ISLAMABAD: The country’s two major opposition parties have held the Pakistan Tehreek-i-Insaf (PTI) government responsible for ,the latest diplomatic debacle, following New Delhi’s refusal to hold a meeting between the two foreign ministers in New York and questioned the “haste being shown by Prime Minister Imran Khan in making efforts to mend fences with India”.

The leaders of the Pakistan Muslim League-Nawaz (PML-N) and the Pakistan Peoples Party (PPP) allege that the government has not done its homework and assessed the situation before approaching India for a meeting, terming the talks offer through a letter written by Prime Minister Imran Khan to his Indian counterpart a “misstep”.

PML-N President and Opposition Leader Shahbaz Sharif has called on the international community to take notice of the jingoistic statement of the Indian army chief, while stating that “Pakistan is more than capable of defending and responding to any aggression by New Delhi”.

Shahbaz calls on world community to take notice of Indian army chief’s jingoistic remarks

In a tweet, Mr Sharif wrote, “The bellicose & irresponsible statement by the Indian army chief exposes the Indian designs to the world that should immediately take note of New Delhi’s threatening posture.
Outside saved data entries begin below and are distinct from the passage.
//! GitHub OAuth2 provider.

use async_trait::async_trait;
use reqwest::Client;
use serde::Deserialize;

use super::{http_client, ClientCredentials, Identity, IdentityProvider, TokenResponse};
use crate::error::{GatewayError, GatewayResult};

const AUTHORIZATION_ENDPOINT: &str = "https://github.com/login/oauth/authorize";
const TOKEN_ENDPOINT: &str = "https://github.com/login/oauth/access_token";
const USERINFO_ENDPOINT: &str = "https://api.github.com/user";
const USER_EMAILS_ENDPOINT: &str = "https://api.github.com/user/emails";
const SCOPE: &str = "user:email";
const USER_AGENT: &str = "warden-gateway";

#[derive(Debug, Deserialize)]
struct GithubUser {
    login: String,
}

#[derive(Debug, Deserialize)]
struct GithubEmail {
    email: String,
    primary: bool,
    verified: bool,
}

/// Pick the primary verified address.
fn primary_verified(emails: &[GithubEmail]) -> Option<&str> {
    emails
        .iter()
        .find(|e| e.primary && e.verified)
        .map(|e| e.email.as_str())
}

/// GitHub OAuth2 provider.
#[derive(Debug, Clone)]
pub struct GithubProvider {
    credentials: ClientCredentials,
    http_client: Client,
}

impl GithubProvider {
    /// Create a new GitHub provider.
    pub fn new(credentials: ClientCredentials) -> Self {
        Self {
            credentials,
            http_client: http_client(),
        }
    }

    async fn get_json<T: for<'de> Deserialize<'de>>(
        &self,
        url: &str,
        access_token: &str,
    ) -> GatewayResult<T> {
        let response = self
            .http_client
            .get(url)
            .header("Accept", "application/vnd.github+json")
            .header("User-Agent", USER_AGENT)
            .bearer_auth(access_token)
            .send()
            .await
            .map_err(|e| GatewayError::oauth2("github", format!("GET {url} failed: {e}")))?;

        let status = response.status();
        if !status.is_success() {
            return Err(GatewayError::oauth2(
                "github",
                format!("GET {url} returned {status}"),
            ));
        }

        response
            .json()
            .await
            .map_err(|e| GatewayError::oauth2("github", format!("invalid response from {url}: {e}")))
    }
}

#[async_trait]
impl IdentityProvider for GithubProvider {
    fn name(&self) -> &str {
        "github"
    }

    fn authorization_url(&self, state: &str, redirect_uri: &str) -> String {
        format!(
            "{}?client_id={}&redirect_uri={}&scope={}&state={}",
            AUTHORIZATION_ENDPOINT,
            urlencoding::encode(&self.credentials.client_id),
            urlencoding::encode(redirect_uri),
            urlencoding::encode(SCOPE),
            urlencoding::encode(state),
        )
    }

    async fn exchange_code(&self, code: &str, redirect_uri: &str) -> GatewayResult<String> {
        let params = [
            ("client_id", self.credentials.client_id.as_str()),
            ("client_secret", self.credentials.client_secret.as_str()),
            ("code", code),
            ("redirect_uri", redirect_uri),
        ];

        let response = self
            .http_client
            .post(TOKEN_ENDPOINT)
            .header("Accept", "application/json")
            .header("User-Agent", USER_AGENT)
            .form(&params)
            .send()
            .await
            .map_err(|e| GatewayError::oauth2("github", format!("token request failed: {e}")))?;

        let status = response.status();
        if !status.is_success() {
            return Err(GatewayError::oauth2(
                "github",
                format!("token endpoint returned {status}"),
            ));
        }

        let token: TokenResponse = response
            .json()
            .await
            .map_err(|e| GatewayError::oauth2("github", format!("invalid token response: {e}")))?;
        token.into_access_token("github")
    }

    async fn fetch_identity(&self, access_token: &str) -> GatewayResult<Identity> {
        let emails: Vec<GithubEmail> = self.get_json(USER_EMAILS_ENDPOINT, access_token).await?;
        let email = primary_verified(&emails)
            .ok_or_else(|| GatewayError::oauth2("github", "no primary verified email"))?
            .to_string();

        let user: GithubUser = self.get_json(USERINFO_ENDPOINT, access_token).await?;
        Ok(Identity::new(email).with_extra("username", user.login))
    }
}

#[cfg(test)]
mod tests {
    use super::*;

    fn provider() -> GithubProvider {
        GithubProvider::new(ClientCredentials {
            client_id: "client-id".to_string(),
            client_secret: "client-secret".to_string(),
        })
    }

    #[test]
    fn test_authorization_url() {
        let url = provider().authorization_url(
            "state-token",
            "https://wiki.example.com/.auth/github/callback",
        );

        assert!(url.starts_with(AUTHORIZATION_ENDPOINT));
        assert!(url.contains("client_id=client-id"));
        assert!(url.contains("state=state-token"));
        assert!(url.contains("scope=user%3Aemail"));
        assert!(url.contains(
            "redirect_uri=https%3A%2F%2Fwiki.example.com%2F.auth%2Fgithub%2Fcallback"
        ));
        assert!(!url.contains("client-secret"));
    }

    #[test]
    fn test_primary_verified_email() {
        let emails: Vec<GithubEmail> = serde_json::from_str(
            r#"[
                {"email": "old@example.com", "primary": false, "verified": true},
                {"email": "me@example.com", "primary": true, "verified": true}
            ]"#,
        )
        .unwrap();
        assert_eq!(primary_verified(&emails), Some("me@example.com"));
    }

    #[test]
    fn test_unverified_primary_rejected() {
        let emails: Vec<GithubEmail> = serde_json::from_str(
            r#"[{"email": "me@example.com", "primary": true, "verified": false}]"#,
        )
        .unwrap();
        assert_eq!(primary_verified(&emails), None);
    }

    #[test]
    fn test_name() {
        assert_eq!(provider().name(), "github");
    }
}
Pakistan extending an olive branch to India should never be misconstrued as weakness.”

“Pakistan’s unwavering patriotic soldiers stand steadfast to defend with might and fury against unprovoked aggression from any threat. While the nation stands united with their intrepid military and against the cowardly threats,” he added.
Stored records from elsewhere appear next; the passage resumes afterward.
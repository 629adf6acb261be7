//! The gateway manifest: proxy routes plus the access-control list.
//!
//! A manifest is read from YAML (`.yaml`, `.yml`), JSON or TOML, chosen by
//! file extension:
//!
//! ```yaml
//! proxies:
//!   - external_url: "http://www.example.com/"
//!     target: "http://www:80/"
//!     set_headers:
//!       Remote-User: ["warden"]
//! acl:
//!   "http://www.example.com":
//!     paths:
//!       "/":
//!         - methods: ["GET"]
//!           emails: ["-"]
//! ```

use std::collections::HashSet;
use std::fs;
use std::path::Path;

use indexmap::IndexMap;
use serde::{Deserialize, Serialize};
use url::Url;
use warden_policy::{PolicyPool, RawPool};

use crate::error::{ConfigError, ConfigResult};

/// One proxied site.
#[derive(Debug, Clone, PartialEq, Eq, Serialize, Deserialize)]
#[serde(deny_unknown_fields)]
pub struct ProxyRoute {
    /// External URL prefix, e.g. `https://www.example.com/`.
    pub external_url: String,
    /// Backend URL requests are forwarded to.
    pub target: String,
    /// Headers set on every forwarded request, replacing client values.
    #[serde(default)]
    pub set_headers: IndexMap<String, Vec<String>>,
}

impl ProxyRoute {
    /// Create a route without extra headers.
    pub fn new(external_url: impl Into<String>, target: impl Into<String>) -> Self {
        Self {
            external_url: external_url.into(),
            target: target.into(),
            set_headers: IndexMap::new(),
        }
    }

    /// Add a header value.
    #[must_use]
    pub fn with_header(mut self, name: impl Into<String>, value: impl Into<String>) -> Self {
        self.set_headers
            .entry(name.into())
            .or_default()
            .push(value.into());
        self
    }
}

/// The whole manifest file.
#[derive(Debug, Clone, Default, PartialEq, Eq, Serialize, Deserialize)]
#[serde(deny_unknown_fields)]
pub struct Manifest {
    /// Proxy routes.
    #[serde(default)]
    pub proxies: Vec<ProxyRoute>,
    /// Access control keyed by origin.
    #[serde(default)]
    pub acl: RawPool,
}

impl Manifest {
    /// Load and validate a manifest file.
    pub fn from_file(path: impl AsRef<Path>) -> ConfigResult<Self> {
        let path = path.as_ref();
        if !path.exists() {
            return Err(ConfigError::file_not_found(path));
        }
        let content = fs::read_to_string(path).map_err(|e| ConfigError::read_error(path, e))?;

        let extension = path
            .extension()
            .and_then(|e| e.to_str())
            .map(str::to_lowercase);
        let manifest = match extension.as_deref() {
            Some("yaml" | "yml") => Self::from_yaml_str(&content)?,
            Some("json") => Self::from_json_str(&content)?,
            Some("toml") => Self::from_toml_str(&content)?,
            _ => return Err(ConfigError::UnsupportedFormat { path: path.into() }),
        };

        tracing::debug!(
            path = %path.display(),
            proxies = manifest.proxies.len(),
            origins = manifest.acl.len(),
            "Loaded manifest"
        );
        Ok(manifest)
    }

    /// Parse and validate YAML.
    pub fn from_yaml_str(content: &str) -> ConfigResult<Self> {
        let manifest: Self = serde_yaml::from_str(content)?;
        manifest.validate()?;
        Ok(manifest)
    }

    /// Parse and validate JSON.
    pub fn from_json_str(content: &str) -> ConfigResult<Self> {
        let manifest: Self = serde_json::from_str(content)?;
        manifest.validate()?;
        Ok(manifest)
    }

    /// Parse and validate TOML.
    pub fn from_toml_str(content: &str) -> ConfigResult<Self> {
        let manifest: Self = toml::from_str(content)?;
        manifest.validate()?;
        Ok(manifest)
    }

    /// Check the proxy routes.
    ///
    /// External and target URLs must be absolute `http`/`https` URLs with a
    /// host, and each external URL may appear only once.
    pub fn validate(&self) -> ConfigResult<()> {
        let mut seen = HashSet::with_capacity(self.proxies.len());
        for (i, route) in self.proxies.iter().enumerate() {
            validate_url(&format!("proxies[{i}].external_url"), &route.external_url)?;
            validate_url(&format!("proxies[{i}].target"), &route.target)?;
            if !seen.insert(route.external_url.trim()) {
                return Err(ConfigError::invalid_value(
                    format!("proxies[{i}].external_url"),
                    format!("duplicate external URL {}", route.external_url),
                ));
            }
        }
        Ok(())
    }

    /// Build the sanitized policy pool from the `acl` section.
    pub fn policy_pool(&self) -> ConfigResult<PolicyPool> {
        Ok(PolicyPool::new(self.acl.clone())?)
    }
}

fn validate_url(field: &str, value: &str) -> ConfigResult<()> {
    let url = Url::parse(value.trim())
        .map_err(|e| ConfigError::invalid_value(field, format!("{value:?}: {e}")))?;
    if !matches!(url.scheme(), "http" | "https") {
        return Err(ConfigError::invalid_value(
            field,
            format!("{value:?}: scheme must be http or https"),
        ));
    }
    if url.host_str().is_none() {
        return Err(ConfigError::invalid_value(field, format!("{value:?}: missing host")));
    }
    Ok(())
}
Talking to Dawn here on Saturday, former foreign minister and PML-N MNA from Sialkot Khawaja Mohammad Asif said it seemed the government was “not prepared” from day one, adding that “too much keenness being shown by the prime minister” showed “weakness on our part”.

“Giving them (India) too much reflects haste on our part to mend fences with India,” he said, adding that he was not against normalisation of relations between the two neighbouring nuclear states, but “dignity must be maintained”.

Mr Asif regretted that Prime Minister Imran Khan had written the letter in which he “talked about terrorism” without realising that the US and India had recently issued a joint statement after the visit of Secretary of State Mike Pompeo to New Delhi and Islamabad which was “dead against” Pakistan.

“They (US and India) raised all kinds of allegations against Pakistan and you are talking about terrorism (in the letter). This is a sign of weakness (on our part),” Mr Asif said, while criticising Mr Khan for stating in the letter that “Pakistan remains ready to discuss terrorism”.

Moreover, he said, Mr Khan had offered “olive branch” to India at a time, when it was committing serious human rights violations in India-held Kashmir.

The senior PML-N leader also criticised Indian Prime Minister Narendra Modi, alleging that “he is playing to the gallery” as part of election campaign in his country. He said the PML-N government had always found India’s attitude “unrealistic and obstructive”.

Similarly, PPP Vice-President and the country’s former ambassador to the US Sherry Rehman said the government should have done its homework before approaching India for a meeting, especially after the initial response.

“Right now, however the Indian Govt and Army chief response is both immature and irresponsible. What are they threatening Pakistan about?” she questioned. “They have crossed all diplomatic norms and protocols to emerge as a belligerent nuclear power that is only looking to externalise its own extremisms,” writes Ms Rehman on her official social media page on Twitter.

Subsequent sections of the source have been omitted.